--- Extracted data ---
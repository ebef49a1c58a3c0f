use chrono::{DateTime, Local};
use log::{debug, trace};

use crate::error::BufferError;
use crate::models::record::Record;

/// Fixed-capacity ring buffer of records. When full, the oldest unread
/// record is overwritten by the newest one.
///
/// Single producer, single consumer, no internal locking. Callers that share
/// a buffer across threads wrap it themselves.
#[derive(Debug)]
pub struct RingBuffer {
    slots: Vec<Option<Record>>,
    /// Most recently written slot. `None` until the first insert.
    write: Option<usize>,
    /// Next slot to drain.
    read: usize,
    last_emit: Option<DateTime<Local>>,
}

impl RingBuffer {
    pub fn new(cap: usize) -> Result<Self, BufferError> {
        if cap == 0 {
            return Err(BufferError::InvalidCapacity(0));
        }
        let mut slots: Vec<Option<Record>> = Vec::new();
        slots
            .try_reserve_exact(cap)
            .map_err(|_| BufferError::CapacityTooLarge(cap))?;
        slots.resize_with(cap, || None);
        debug!("ring buffer created with {} slots", cap);
        Ok(Self { slots, write: None, read: 0, last_emit: None })
    }

    /// Build from a signed capacity (TOML integers, CLI args).
    pub fn from_signed(cap: i64) -> Result<Self, BufferError> {
        match usize::try_from(cap) {
            Ok(c) if c > 0 => Self::new(c),
            _ => Err(BufferError::InvalidCapacity(cap)),
        }
    }

    pub fn insert(&mut self, record: Record) {
        let cap = self.slots.len();
        let idx = match self.write {
            Some(w) => (w + 1) % cap,
            None    => 0,
        };
        self.write = Some(idx);

        if self.read == idx {
            self.read = (self.read + 1) % cap;
        }
        if let Some(evicted) = self.slots[idx].replace(record) {
            trace!("slot {} overwritten, dropped {:?}", idx, evicted.value);
        }
    }

    /// Insert records one at a time. The read cursor is corrected for every
    /// slot a batch clobbers, so after any batch it still points at the
    /// oldest surviving record.
    pub fn extend<I: IntoIterator<Item = Record>>(&mut self, records: I) {
        for r in records {
            self.insert(r);
        }
    }

    /// Drains every held record, oldest first, leaving the buffer empty.
    pub fn emit(&mut self) -> Vec<Record> {
        self.last_emit = Some(Local::now());
        let write = match self.write {
            Some(w) => w,
            None    => return Vec::new(),
        };

        let cap = self.slots.len();
        let mut out = Vec::new();
        loop {
            if let Some(r) = self.slots[self.read].take() {
                out.push(r);
            }
            if self.read == write {
                break;
            }
            self.read = (self.read + 1) % cap;
        }
        debug!("emitted {} record(s)", out.len());
        out
    }

    pub fn capacity(&self) -> usize { self.slots.len() }

    /// Number of slots currently holding a record.
    pub fn len(&self) -> usize { self.slots.iter().filter(|s| s.is_some()).count() }
    pub fn is_empty(&self) -> bool { self.slots.iter().all(Option::is_none) }

    /// Wall-clock time of the most recent `emit`, if any.
    pub fn last_emit(&self) -> Option<DateTime<Local>> { self.last_emit }
}

impl Extend<Record> for RingBuffer {
    fn extend<I: IntoIterator<Item = Record>>(&mut self, iter: I) {
        RingBuffer::extend(self, iter)
    }
}

impl TryFrom<i64> for RingBuffer {
    type Error = BufferError;

    fn try_from(cap: i64) -> Result<Self, Self::Error> {
        Self::from_signed(cap)
    }
}
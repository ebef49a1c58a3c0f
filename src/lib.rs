//! Lossy, latest-wins ring buffer for time-stamped string records.
//!
//! A producer calls [`RingBuffer::insert`] continuously; a consumer calls
//! [`RingBuffer::emit`] to drain whatever has accumulated, oldest first.
//! Once the buffer is full each insert silently drops the oldest unread
//! record.

pub mod config;
pub mod demo;
pub mod error;
pub mod logging;
pub mod models;
pub mod util;

pub use error::BufferError;
pub use models::record::Record;
pub use util::ring_buffer::RingBuffer;
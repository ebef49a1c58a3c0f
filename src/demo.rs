use log::info;
use serde::Serialize;

use crate::config::DemoConfig;
use crate::error::BufferError;
use crate::models::record::Record;
use crate::util::ring_buffer::RingBuffer;

/// Everything a demo run drained, in order.
#[derive(Debug, Clone, Serialize)]
pub struct Run {
    pub capacity: usize,
    /// Emit on the freshly built buffer.
    pub empty: Vec<Record>,
    /// One entry per drain after inserting.
    pub drains: Vec<Vec<Record>>,
}

/// Build a buffer, drain it once while empty, then feed it `cfg.records`
/// records and drain every `cfg.drain_every` inserts (and once at the end).
pub fn run(cfg: &DemoConfig, capacity: i64) -> Result<Run, BufferError> {
    let mut buf = RingBuffer::from_signed(capacity)?;
    let empty = buf.emit();

    let mut drains = Vec::new();
    for i in 0..cfg.records {
        buf.insert(Record::new(nth_value(cfg.start, i)));
        if cfg.drain_every > 0 && (i + 1) % cfg.drain_every == 0 {
            drains.push(buf.emit());
        }
    }
    if cfg.drain_every == 0 || cfg.records == 0 || cfg.records % cfg.drain_every != 0 {
        drains.push(buf.emit());
    }

    info!("demo run: {} insert(s), {} drain(s), capacity {}", cfg.records, drains.len(), buf.capacity());
    Ok(Run { capacity: buf.capacity(), empty, drains })
}

/// `start` advanced by `i`, wrapping within its letter or digit range.
fn nth_value(start: char, i: usize) -> String {
    let wrap = |base: u8, span: usize| {
        let off = (start as u8 - base) as usize;
        char::from(base + ((off + i) % span) as u8)
    };
    let c = if start.is_ascii_lowercase() {
        wrap(b'a', 26)
    } else if start.is_ascii_uppercase() {
        wrap(b'A', 26)
    } else if start.is_ascii_digit() {
        wrap(b'0', 10)
    } else {
        u32::try_from(i)
            .ok()
            .and_then(|n| char::from_u32(start as u32 + n))
            .unwrap_or(start)
    };
    c.to_string()
}

#[cfg(test)]
mod tests {
    use super::*;

    fn values(records: &[Record]) -> Vec<&str> {
        records.iter().map(|r| r.value.as_str()).collect()
    }

    #[test]
    fn test_default_run_keeps_last_five() {
        let run = run(&DemoConfig::default(), 5).unwrap();
        assert!(run.empty.is_empty());
        assert_eq!(run.drains.len(), 1);
        assert_eq!(values(&run.drains[0]), vec!["f", "g", "h", "i", "j"]);
    }

    #[test]
    fn test_periodic_drains() {
        let cfg = DemoConfig { records: 7, start: 'a', drain_every: 3 };
        let run = run(&cfg, 5).unwrap();
        let got: Vec<Vec<&str>> = run.drains.iter().map(|d| values(d)).collect();
        assert_eq!(got, vec![vec!["a", "b", "c"], vec!["d", "e", "f"], vec!["g"]]);
    }

    #[test]
    fn test_exact_multiple_has_no_trailing_empty_drain() {
        let cfg = DemoConfig { records: 4, start: 'a', drain_every: 2 };
        assert_eq!(run(&cfg, 5).unwrap().drains.len(), 2);
    }

    #[test]
    fn test_zero_records_still_drains_once() {
        for drain_every in [0, 3] {
            let cfg = DemoConfig { records: 0, start: 'a', drain_every };
            let run = run(&cfg, 5).unwrap();
            assert_eq!(run.drains.len(), 1, "drain_every = {}", drain_every);
            assert!(run.drains[0].is_empty());
        }
    }

    #[test]
    fn test_invalid_capacity() {
        assert_eq!(run(&DemoConfig::default(), 0).unwrap_err(), BufferError::InvalidCapacity(0));
        assert_eq!(run(&DemoConfig::default(), -1).unwrap_err(), BufferError::InvalidCapacity(-1));
    }

    #[test]
    fn test_nth_value_wraps() {
        assert_eq!(nth_value('y', 2), "a");
        assert_eq!(nth_value('X', 3), "A");
        assert_eq!(nth_value('8', 3), "1");
        assert_eq!(nth_value('!', 1), "\"");
    }
}
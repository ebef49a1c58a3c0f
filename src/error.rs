use thiserror::Error;

#[derive(Debug, Clone, PartialEq, Eq, Error)]
pub enum BufferError {
    /// Construction with a capacity below one. Never clamped.
    #[error("invalid capacity {0}: must be at least 1")]
    InvalidCapacity(i64),

    /// Positive capacity whose slots cannot be allocated.
    #[error("capacity {0} is too large to allocate")]
    CapacityTooLarge(usize),
}
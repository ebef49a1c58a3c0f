use chrono::{DateTime, Local};
use serde::{Deserialize, Serialize};

/// One time-stamped value held by the ring buffer.
#[derive(Debug, Clone, PartialEq, Eq, Serialize, Deserialize)]
pub struct Record {
    pub stamp: DateTime<Local>,
    pub value: String,
}

impl Record {
    /// Record stamped with the current local time.
    pub fn new(value: impl Into<String>) -> Self {
        Self { stamp: Local::now(), value: value.into() }
    }

    pub fn with_stamp(stamp: DateTime<Local>, value: impl Into<String>) -> Self {
        Self { stamp, value: value.into() }
    }
}
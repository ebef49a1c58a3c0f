use anyhow::Result;
use clap::Parser;
use log::debug;
use ringlog::config::Config;
use ringlog::demo;
use ringlog::logging;
use ringlog::util::human::fmt_drain;
use std::path::PathBuf;

#[derive(Parser, Debug)]
#[command(name = "ringlog", about = "Lossy latest-wins ring buffer demo", version = "0.1")]
struct Cli {
    /// Number of slots in the buffer (overrides config)
    #[arg(short, long, allow_negative_numbers = true)]
    capacity: Option<i64>,

    /// Number of records to insert (overrides config)
    #[arg(short = 'n', long)]
    records: Option<usize>,

    /// Value of the first record; later values count up from it
    #[arg(long)]
    start: Option<char>,

    /// Drain after every N inserts; 0 drains once at the end
    #[arg(long)]
    drain_every: Option<usize>,

    /// Print the run as JSON instead of text
    #[arg(long)]
    json: bool,

    /// Load this config file instead of the default location
    #[arg(long)]
    config: Option<PathBuf>,

    /// Print config file path and current values, then exit
    #[arg(long)]
    print_config: bool,

    /// Log spec, e.g. "debug" or "info, ringlog::util=trace"
    #[arg(long)]
    log_level: Option<String>,
}

fn main() -> Result<()> {
    let cli = Cli::parse();

    let mut cfg = match &cli.config {
        Some(path) => Config::load_from(path)?,
        None       => Config::load()?,
    };
    if let Some(c) = cli.capacity    { cfg.buffer.capacity = c; }
    if let Some(n) = cli.records     { cfg.demo.records = n; }
    if let Some(s) = cli.start       { cfg.demo.start = s; }
    if let Some(d) = cli.drain_every { cfg.demo.drain_every = d; }

    let _logger = logging::init(&cfg.logging, cli.log_level.as_deref())?;
    debug!("resolved config: {:?}", cfg);

    if cli.print_config {
        return run_print_config(&cfg, cli.config.as_ref());
    }
    if cli.json {
        return run_json(&cfg);
    }
    run_text(&cfg)
}

fn run_text(cfg: &Config) -> Result<()> {
    let run = demo::run(&cfg.demo, cfg.buffer.capacity)?;
    print!("{}", fmt_drain("EMPTY TEST:", &run.empty));
    for (i, drain) in run.drains.iter().enumerate() {
        println!();
        print!("{}", fmt_drain(&format!("DRAIN {}:", i + 1), drain));
    }
    Ok(())
}

fn run_json(cfg: &Config) -> Result<()> {
    use serde_json::json;

    let run = demo::run(&cfg.demo, cfg.buffer.capacity)?;
    let out = json!({
        "capacity":  run.capacity,
        "empty":     run.empty,
        "drains":    run.drains,
        "timestamp": chrono::Local::now().to_rfc3339(),
    });
    println!("{}", serde_json::to_string_pretty(&out)?);
    Ok(())
}

fn run_print_config(cfg: &Config, explicit: Option<&PathBuf>) -> Result<()> {
    let path = explicit
        .cloned()
        .or_else(Config::config_path)
        .map(|p| p.to_string_lossy().into_owned())
        .unwrap_or_else(|| "(unknown)".to_string());
    println!("Config: {}", path);
    println!();
    println!("[buffer]");
    println!("  capacity    = {}", cfg.buffer.capacity);
    println!();
    println!("[demo]");
    println!("  records     = {}", cfg.demo.records);
    println!("  start       = {:?}", cfg.demo.start);
    println!("  drain_every = {}", cfg.demo.drain_every);
    println!();
    println!("[logging]");
    println!("  level       = {}", cfg.logging.level);
    match &cfg.logging.directory {
        Some(d) => println!("  directory   = {}", d.display()),
        None    => println!("  directory   = (stderr only)"),
    }
    Ok(())
}
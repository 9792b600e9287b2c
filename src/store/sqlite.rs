use async_trait::async_trait;
use sqlx::{QueryBuilder, Sqlite, SqlitePool};

use super::{BookStore, StoreError, StoreResult};
use crate::types::{Book, BookFilter, NewBook, SortField, SortOrder};

const SELECT_BOOKS: &str = "SELECT id, title, author, year, genre FROM books";

#[derive(Clone)]
pub struct SqliteBookStore {
    pool: SqlitePool,
}

impl SqliteBookStore {
    pub fn new(pool: SqlitePool) -> Self {
        Self { pool }
    }

    pub fn pool(&self) -> &SqlitePool {
        &self.pool
    }
}

#[async_trait]
impl BookStore for SqliteBookStore {
    async fn list(&self) -> StoreResult<Vec<Book>> {
        let rows = sqlx::query_as::<_, Book>(&format!("{} ORDER BY id", SELECT_BOOKS))
            .fetch_all(&self.pool)
            .await?;
        Ok(rows)
    }

    async fn find(&self, id: i64) -> StoreResult<Option<Book>> {
        let row = sqlx::query_as::<_, Book>(&format!("{} WHERE id = ?1", SELECT_BOOKS))
            .bind(id)
            .fetch_optional(&self.pool)
            .await?;
        Ok(row)
    }

    async fn insert(&self, book: NewBook) -> StoreResult<Book> {
        let row = sqlx::query_as::<_, Book>(
            r#"INSERT INTO books (title, author, year, genre) VALUES (?1, ?2, ?3, ?4)
               RETURNING id, title, author, year, genre"#,
        )
        .bind(&book.title)
        .bind(&book.author)
        .bind(book.year)
        .bind(&book.genre)
        .fetch_one(&self.pool)
        .await?;
        Ok(row)
    }

    async fn replace(&self, book: &Book) -> StoreResult<()> {
        let result = sqlx::query(
            "UPDATE books SET title = ?1, author = ?2, year = ?3, genre = ?4 WHERE id = ?5",
        )
        .bind(&book.title)
        .bind(&book.author)
        .bind(book.year)
        .bind(&book.genre)
        .bind(book.id)
        .execute(&self.pool)
        .await?;
        if result.rows_affected() == 0 {
            return Err(StoreError::Conflict(book.id));
        }
        Ok(())
    }

    async fn remove(&self, id: i64) -> StoreResult<bool> {
        let result = sqlx::query("DELETE FROM books WHERE id = ?1").bind(id).execute(&self.pool).await?;
        Ok(result.rows_affected() > 0)
    }

    async fn exists(&self, id: i64) -> StoreResult<bool> {
        let found: i64 = sqlx::query_scalar("SELECT EXISTS(SELECT 1 FROM books WHERE id = ?1)")
            .bind(id)
            .fetch_one(&self.pool)
            .await?;
        Ok(found != 0)
    }

    async fn search(&self, filter: &BookFilter) -> StoreResult<Vec<Book>> {
        let mut qb: QueryBuilder<Sqlite> = QueryBuilder::new(SELECT_BOOKS);
        qb.push(" WHERE 1 = 1");
        // instr() is case-sensitive, unlike LIKE for ASCII
        if let Some(author) = filter.author.as_deref() {
            qb.push(" AND instr(author, ").push_bind(author).push(") > 0");
        }
        if let Some(year) = filter.year {
            qb.push(" AND year = ").push_bind(year);
        }
        qb.push(" ORDER BY id");
        let rows = qb.build_query_as::<Book>().fetch_all(&self.pool).await?;
        Ok(rows)
    }

    async fn sorted(&self, field: SortField, order: SortOrder) -> StoreResult<Vec<Book>> {
        let direction = order.as_sql();
        let sql = format!(
            "{} ORDER BY {} {}, id {}",
            SELECT_BOOKS,
            field.column(),
            direction,
            direction
        );
        let rows = sqlx::query_as::<_, Book>(&sql).fetch_all(&self.pool).await?;
        Ok(rows)
    }

    async fn ping(&self) -> StoreResult<()> {
        sqlx::query("SELECT 1").execute(&self.pool).await?;
        Ok(())
    }
}
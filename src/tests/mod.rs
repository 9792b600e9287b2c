//! Unit and integration tests for Bookshelf.
//!
//! - **api_tests**: the book resource end to end through the router
//! - **service_tests**: service behaviour against in-memory and scripted stores
//! - **store_tests**: SQLite and in-memory stores agree on filtering and ordering
//! - **error_tests**: error display and HTTP mapping
//! - **config_tests**: configuration loading and validation
//! - **db_tests**: schema initialization
//! - **health_api_tests**: health, readiness, metrics and version endpoints
//!
//! Run a single group with e.g. `cargo test api_tests`.

pub mod config_tests;
pub mod db_tests;
pub mod error_tests;

use sqlx::{sqlite::SqlitePoolOptions, SqlitePool};

use crate::types::NewBook;

/// A fresh in-memory database with the schema applied. One connection, since every
/// `sqlite::memory:` connection would otherwise see its own empty database.
pub async fn memory_pool() -> SqlitePool {
    let pool = SqlitePoolOptions::new().max_connections(1).connect("sqlite::memory:").await.unwrap();
    crate::db::init_db(&pool).await.unwrap();
    pool
}

pub fn new_book(title: &str, author: &str, year: i32, genre: &str) -> NewBook {
    NewBook { title: title.to_string(), author: author.to_string(), year, genre: genre.to_string() }
}

/// Four books, inserted in this order (ids 1..=4).
pub fn catalogue() -> Vec<NewBook> {
    vec![
        new_book("The Hobbit", "J.R.R. Tolkien", 1937, "Fantasy"),
        new_book("The Lord of the Rings", "J.R.R. Tolkien", 1954, "Fantasy"),
        new_book("Dune", "Frank Herbert", 1965, "SciFi"),
        new_book("A Wizard of Earthsea", "Ursula K. Le Guin", 1968, "Fantasy"),
    ]
}
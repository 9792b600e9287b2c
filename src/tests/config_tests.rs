#[cfg(test)]
mod tests {
    use crate::config::{self, AppConfig};
    use std::env;
    use std::io::Write;
    use std::sync::Mutex;

    // Tests that touch process environment must not interleave
    static ENV_LOCK: Mutex<()> = Mutex::new(());

    fn write_temp_config(content: &str) -> tempfile::NamedTempFile {
        let mut file = tempfile::Builder::new().suffix(".toml").tempfile().unwrap();
        file.write_all(content.as_bytes()).unwrap();
        file
    }

    #[test]
    fn test_default_config() {
        let config = AppConfig::default();

        assert_eq!(config.server.host, "127.0.0.1");
        assert_eq!(config.server.port, 8080);
        assert_eq!(config.server.max_body_bytes, 1024 * 1024);
        assert_eq!(config.database.url, "sqlite://data/bookshelf.db");
        assert_eq!(config.database.max_connections, 16);
        assert_eq!(config.logging.directory, "logs");
        assert!(config.security.is_none());
        assert!(config::validate(&config).is_ok());
    }

    #[test]
    fn test_valid_config_does_not_error() {
        let _guard = ENV_LOCK.lock().unwrap_or_else(|e| e.into_inner());
        assert!(config::load().is_ok());
    }

    #[test]
    fn test_config_from_env() {
        let _guard = ENV_LOCK.lock().unwrap_or_else(|e| e.into_inner());
        env::set_var("BOOKSHELF__SERVER__HOST", "0.0.0.0");
        env::set_var("BOOKSHELF__SERVER__PORT", "3000");
        env::set_var("BOOKSHELF__DATABASE__URL", "sqlite://test.db");

        let result = config::load();

        env::remove_var("BOOKSHELF__SERVER__HOST");
        env::remove_var("BOOKSHELF__SERVER__PORT");
        env::remove_var("BOOKSHELF__DATABASE__URL");

        let config = result.unwrap();
        assert_eq!(config.server.host, "0.0.0.0");
        assert_eq!(config.server.port, 3000);
        assert_eq!(config.database.url, "sqlite://test.db");
    }

    #[test]
    fn test_invalid_server_port() {
        let _guard = ENV_LOCK.lock().unwrap_or_else(|e| e.into_inner());
        env::set_var("BOOKSHELF__SERVER__PORT", "0");
        let result = config::load();
        env::remove_var("BOOKSHELF__SERVER__PORT");

        assert!(result.is_err());
        assert!(result.unwrap_err().to_string().contains("invalid server.port"));
    }

    #[test]
    fn test_config_from_file() {
        let _guard = ENV_LOCK.lock().unwrap_or_else(|e| e.into_inner());
        let file = write_temp_config(
            r#"
[server]
port = 9000

[database]
url = "sqlite://custom.db"
max_connections = 4

[security]
enable_hsts = true
"#,
        );
        env::set_var("BOOKSHELF_CONFIG", file.path());
        let result = config::load();
        env::remove_var("BOOKSHELF_CONFIG");

        let config = result.unwrap();
        assert_eq!(config.server.port, 9000);
        // Keys absent from the file keep their defaults
        assert_eq!(config.server.host, "127.0.0.1");
        assert_eq!(config.database.url, "sqlite://custom.db");
        assert_eq!(config.database.max_connections, 4);
        assert_eq!(config.security.unwrap().enable_hsts, Some(true));
    }

    #[test]
    fn test_validate_rejects_bad_values() {
        let mut config = AppConfig::default();
        config.database.max_connections = 0;
        assert!(config::validate(&config).unwrap_err().to_string().contains("max_connections"));

        let mut config = AppConfig::default();
        config.database.max_connections = 1000;
        assert!(config::validate(&config).is_err());

        let mut config = AppConfig::default();
        config.database.url = "  ".to_string();
        assert!(config::validate(&config).unwrap_err().to_string().contains("database.url"));

        let mut config = AppConfig::default();
        config.server.max_body_bytes = 0;
        assert!(config::validate(&config).is_err());
    }

    #[test]
    fn test_ensure_sqlite_parent_dir() {
        let dir = tempfile::TempDir::new().unwrap();
        let db_path = dir.path().join("a").join("b").join("books.db");
        config::ensure_sqlite_parent_dir(&format!("sqlite://{}?mode=rwc", db_path.display())).unwrap();
        assert!(dir.path().join("a").join("b").is_dir());

        // Non-file URLs are left alone
        config::ensure_sqlite_parent_dir("sqlite::memory:").unwrap();
    }
}
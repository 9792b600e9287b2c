use std::sync::Arc;

use crate::config::AppConfig;
use crate::metrics::Metrics;
use crate::service::BookService;
use crate::store::{BookStore, SqliteBookStore};

/// The shared application state.
///
/// Cloned into every handler by axum. The only stateful dependency is the store held
/// by [`BookService`]; everything else is read-only or atomic counters.
#[derive(Clone)]
pub struct AppState {
    pub books: BookService,
    pub config: Arc<AppConfig>,
    pub metrics: Metrics,
}

impl AppState {
    /// Builds the state around an injected store.
    pub fn new(store: Arc<dyn BookStore>, config: AppConfig) -> Self {
        let metrics = Metrics::new();
        Self { books: BookService::new(store, metrics.clone()), config: Arc::new(config), metrics }
    }

    pub fn with_pool(pool: sqlx::SqlitePool, config: AppConfig) -> Self {
        Self::new(Arc::new(SqliteBookStore::new(pool)), config)
    }
}
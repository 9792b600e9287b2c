//! HTTP middleware applied to every response.

pub mod security_headers;
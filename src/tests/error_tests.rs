#[cfg(test)]
mod tests {
    use axum::http::StatusCode;
    use axum::response::IntoResponse;
    use http_body_util::BodyExt;
    use serde_json::Value;

    use crate::error::{validation, AppError};
    use crate::store::StoreError;

    async fn body_json(error: AppError) -> (StatusCode, Value) {
        let response = error.into_response();
        let status = response.status();
        let bytes = response.into_body().collect().await.unwrap().to_bytes();
        (status, serde_json::from_slice(&bytes).unwrap())
    }

    #[test]
    fn test_app_error_display() {
        let error = AppError::BadRequest("ID mismatch".to_string());
        assert_eq!(format!("{}", error), "Bad request: ID mismatch");

        let error = AppError::NotFound("Book not found".to_string());
        assert_eq!(format!("{}", error), "Not found: Book not found");

        let error = AppError::ValidationError { field: "title".into(), message: "must not be blank".into() };
        assert_eq!(format!("{}", error), "Validation error on field 'title': must not be blank");
    }

    #[test]
    fn test_app_error_into_response() {
        let cases = [
            (AppError::BadRequest("x".into()), StatusCode::BAD_REQUEST),
            (AppError::InvalidInput("x".into()), StatusCode::BAD_REQUEST),
            (AppError::NotFound("x".into()), StatusCode::NOT_FOUND),
            (AppError::Database("x".into()), StatusCode::INTERNAL_SERVER_ERROR),
            (AppError::Concurrency("x".into()), StatusCode::INTERNAL_SERVER_ERROR),
            (AppError::Internal(anyhow::anyhow!("x")), StatusCode::INTERNAL_SERVER_ERROR),
        ];
        for (error, status) in cases {
            assert_eq!(error.into_response().status(), status);
        }
    }

    #[tokio::test]
    async fn test_error_payload_carries_message() {
        let (status, body) = body_json(AppError::NotFound("No books found".into())).await;
        assert_eq!(status, StatusCode::NOT_FOUND);
        assert_eq!(body["message"], "No books found");
        assert_eq!(body["code"], "NOT_FOUND");
        assert_eq!(body["status"], 404);
        assert!(body.get("timestamp").is_some());
        assert!(body.get("error_id").is_none());
    }

    #[tokio::test]
    async fn test_internal_errors_do_not_leak_details() {
        let (_, body) = body_json(AppError::Internal(anyhow::anyhow!("password=hunter2"))).await;
        assert_eq!(body["message"], "Internal server error");
        assert!(body["error_id"].is_string());
        assert!(!body.to_string().contains("hunter2"));

        let (_, body) = body_json(AppError::Database("NOT NULL constraint failed: books.genre".into())).await;
        assert_eq!(body["message"], "Database error occurred");
        assert_eq!(body["code"], "DATABASE_ERROR");
        assert!(!body.to_string().contains("books.genre"));

        let (_, body) = body_json(AppError::Concurrency("book 3 was modified concurrently".into())).await;
        assert_eq!(body["message"], "Concurrency error occurred");
        assert_eq!(body["code"], "CONCURRENCY_ERROR");
    }

    #[test]
    fn test_from_store_error() {
        assert!(matches!(AppError::from(StoreError::Constraint("c".into())), AppError::Database(_)));
        assert!(matches!(AppError::from(StoreError::Conflict(3)), AppError::Concurrency(_)));
        assert!(matches!(AppError::from(StoreError::Other(anyhow::anyhow!("boom"))), AppError::Internal(_)));
    }

    #[test]
    fn test_require_text() {
        assert!(validation::require_text("Dune", "title").is_ok());

        match validation::require_text("   ", "author") {
            Err(AppError::ValidationError { field, message }) => {
                assert_eq!(field, "author");
                assert_eq!(message, "must not be blank");
            }
            other => panic!("Expected ValidationError, got {:?}", other),
        }

        match validation::require_text("Du\0ne", "title") {
            Err(AppError::ValidationError { message, .. }) => assert_eq!(message, "contains null characters"),
            other => panic!("Expected ValidationError, got {:?}", other),
        }
    }
}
---
Task instructions =
Work out how many lines of the data above hold the word "trace", and write only the count.

Solution =
3